SQL Server 2005 introduces the EXCEPT operator. We'll look at these operators in depth in this post, as well as the differences between them.
SQL EXCEPT Operator
When there are no matching rows in the right query, the EXCEPT operator returns all of the distinct rows from the query to the left of the EXCEPT operator.
There are two requirements that must be met before the EXCEPT operator can be used.
Both searches must return the same columns in the same order and with the same amount of columns.
The column data types must match .
Example: Let's have a look at how the EXCEPT operator works.

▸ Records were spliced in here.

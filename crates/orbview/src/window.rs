use std::sync::Arc;
use std::time::{Duration, Instant};

use anyhow::{anyhow, Context, Result};
use orb_config::OrbConfig;
use orb_renderer::{
    FrameQueue, LoopPhase, RenderSession, SurfaceContainer, SurfaceId, WgpuBackend,
};
use winit::dpi::LogicalSize;
use winit::event::{Event, StartCause, WindowEvent};
use winit::event_loop::{ControlFlow, EventLoopBuilder};
use winit::window::{Window, WindowBuilder};

use crate::bindings;
use crate::commands::{spawn_stdin_reader, OrbCommand};

/// How often a suspended loop is still ticked.
const SUSPENDED_POLL: Duration = Duration::from_millis(250);

/// A desktop window acting as the orb's container.
struct WindowContainer {
    window: Arc<Window>,
    surfaces: Vec<SurfaceId>,
    observed: bool,
}

impl WindowContainer {
    fn new(window: Arc<Window>) -> Self {
        Self {
            window,
            surfaces: Vec::new(),
            observed: false,
        }
    }
}

impl SurfaceContainer for WindowContainer {
    fn logical_size(&self) -> LogicalSize<f64> {
        self.window
            .inner_size()
            .to_logical(self.window.scale_factor())
    }

    fn is_attached(&self) -> bool {
        true
    }

    fn append_surface(&mut self, surface: SurfaceId) {
        if !self.surfaces.contains(&surface) {
            self.surfaces.push(surface);
        }
    }

    fn remove_surface(&mut self, surface: SurfaceId) -> bool {
        let before = self.surfaces.len();
        self.surfaces.retain(|existing| *existing != surface);
        self.surfaces.len() != before
    }

    fn contains(&self, surface: SurfaceId) -> bool {
        self.surfaces.contains(&surface)
    }

    fn set_observed(&mut self, observed: bool) {
        if self.observed != observed {
            tracing::debug!(observed, "window observation changed");
        }
        self.observed = observed;
    }
}

type WindowSession = RenderSession<WgpuBackend<Window>, WindowContainer>;

pub fn run_window(config: &OrbConfig) -> Result<()> {
    let event_loop = EventLoopBuilder::<OrbCommand>::with_user_event()
        .build()
        .map_err(|err| anyhow!("failed to create event loop: {err}"))?;
    let proxy = event_loop.create_proxy();

    let window = WindowBuilder::new()
        .with_title(config.window.title.as_str())
        .with_inner_size(LogicalSize::new(
            f64::from(config.window.width),
            f64::from(config.window.height),
        ))
        .with_transparent(config.window.transparent)
        .build(&event_loop)
        .map_err(|err| anyhow!("failed to create orb window: {err}"))?;
    let window = Arc::new(window);

    let environment = bindings::environment(config, Some(window.scale_factor()));
    let queue = FrameQueue::new();
    let surface_target = Arc::clone(&window);
    let mut session: WindowSession = RenderSession::create(
        WindowContainer::new(Arc::clone(&window)),
        Box::new(queue.clone()),
        &environment,
        bindings::parameters(config),
        bindings::session_settings(config),
        move |_, size| WgpuBackend::allocate(surface_target, size),
    )
    .context("failed to mount orb into window")?;
    let parameters = session.parameters();

    spawn_stdin_reader(proxy)?;
    tracing::info!("orb window ready; reading commands from stdin");

    event_loop
        .run(move |event, elwt| match event {
            Event::UserEvent(command) => {
                tracing::debug!(?command, "applying command");
                if !command.apply(&parameters) {
                    session.dispose();
                    elwt.exit();
                }
            }
            Event::WindowEvent { window_id, event } if window_id == window.id() => match event {
                WindowEvent::CloseRequested | WindowEvent::Destroyed => {
                    session.dispose();
                    elwt.exit();
                }
                WindowEvent::Resized(size) => {
                    session.set_in_viewport(size.width > 0 && size.height > 0);
                    session.notify_resize(Instant::now());
                }
                WindowEvent::ScaleFactorChanged { .. } => {
                    session.notify_resize(Instant::now());
                }
                WindowEvent::Occluded(occluded) => session.set_page_visible(!occluded),
                WindowEvent::CursorMoved { position, .. } => {
                    session.pointer_moved(position.to_logical(window.scale_factor()));
                }
                WindowEvent::CursorLeft { .. } => session.pointer_left(),
                WindowEvent::RedrawRequested => deliver_frame(&mut session, &queue),
                _ => {}
            },
            Event::NewEvents(StartCause::ResumeTimeReached { .. }) => {
                deliver_frame(&mut session, &queue);
            }
            Event::AboutToWait => {
                if session.is_disposed() || queue.pending().is_none() {
                    elwt.set_control_flow(ControlFlow::Wait);
                } else if session.phase() == LoopPhase::Running {
                    window.request_redraw();
                    elwt.set_control_flow(ControlFlow::Wait);
                } else {
                    let mut wake = Instant::now() + SUSPENDED_POLL;
                    if let Some(deadline) = session.next_deadline() {
                        wake = wake.min(deadline);
                    }
                    tracing::trace!("loop suspended; polling");
                    elwt.set_control_flow(ControlFlow::WaitUntil(wake));
                }
            }
            Event::LoopExiting => session.dispose(),
            _ => {}
        })
        .map_err(|err| anyhow!("window event loop error: {err}"))
}

fn deliver_frame(session: &mut WindowSession, queue: &FrameQueue) {
    if let Some(token) = queue.take_pending() {
        session.on_frame(token, Instant::now());
    }
}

Let's look at table 2 Order
The records with id 1 Column is common in the Customer and Order tables.
When the EXCEPT operator is used to entries from the Customer table on the left and the Order table on the right, only those records from the Customer table that are not in Order are returned.
SELECT CID FROM Customer EXCEPT SELECT CID FROM Order ORDER BY CID;
Output: The output of which column not in table 2 is
SQL NOT IN Operator
In its target lists, the NOT IN operator can have any number of phrases.
NOT IN will return all rows from the left hand side table that aren't in the right hand side table.
But it won't eliminate duplicate rows. Rows can also be filtered using the NOT IN Operator.
Example: Let's use the NOT IN operator to find all BID column from the Book table that are also present in the Order table and return the remainder of the records.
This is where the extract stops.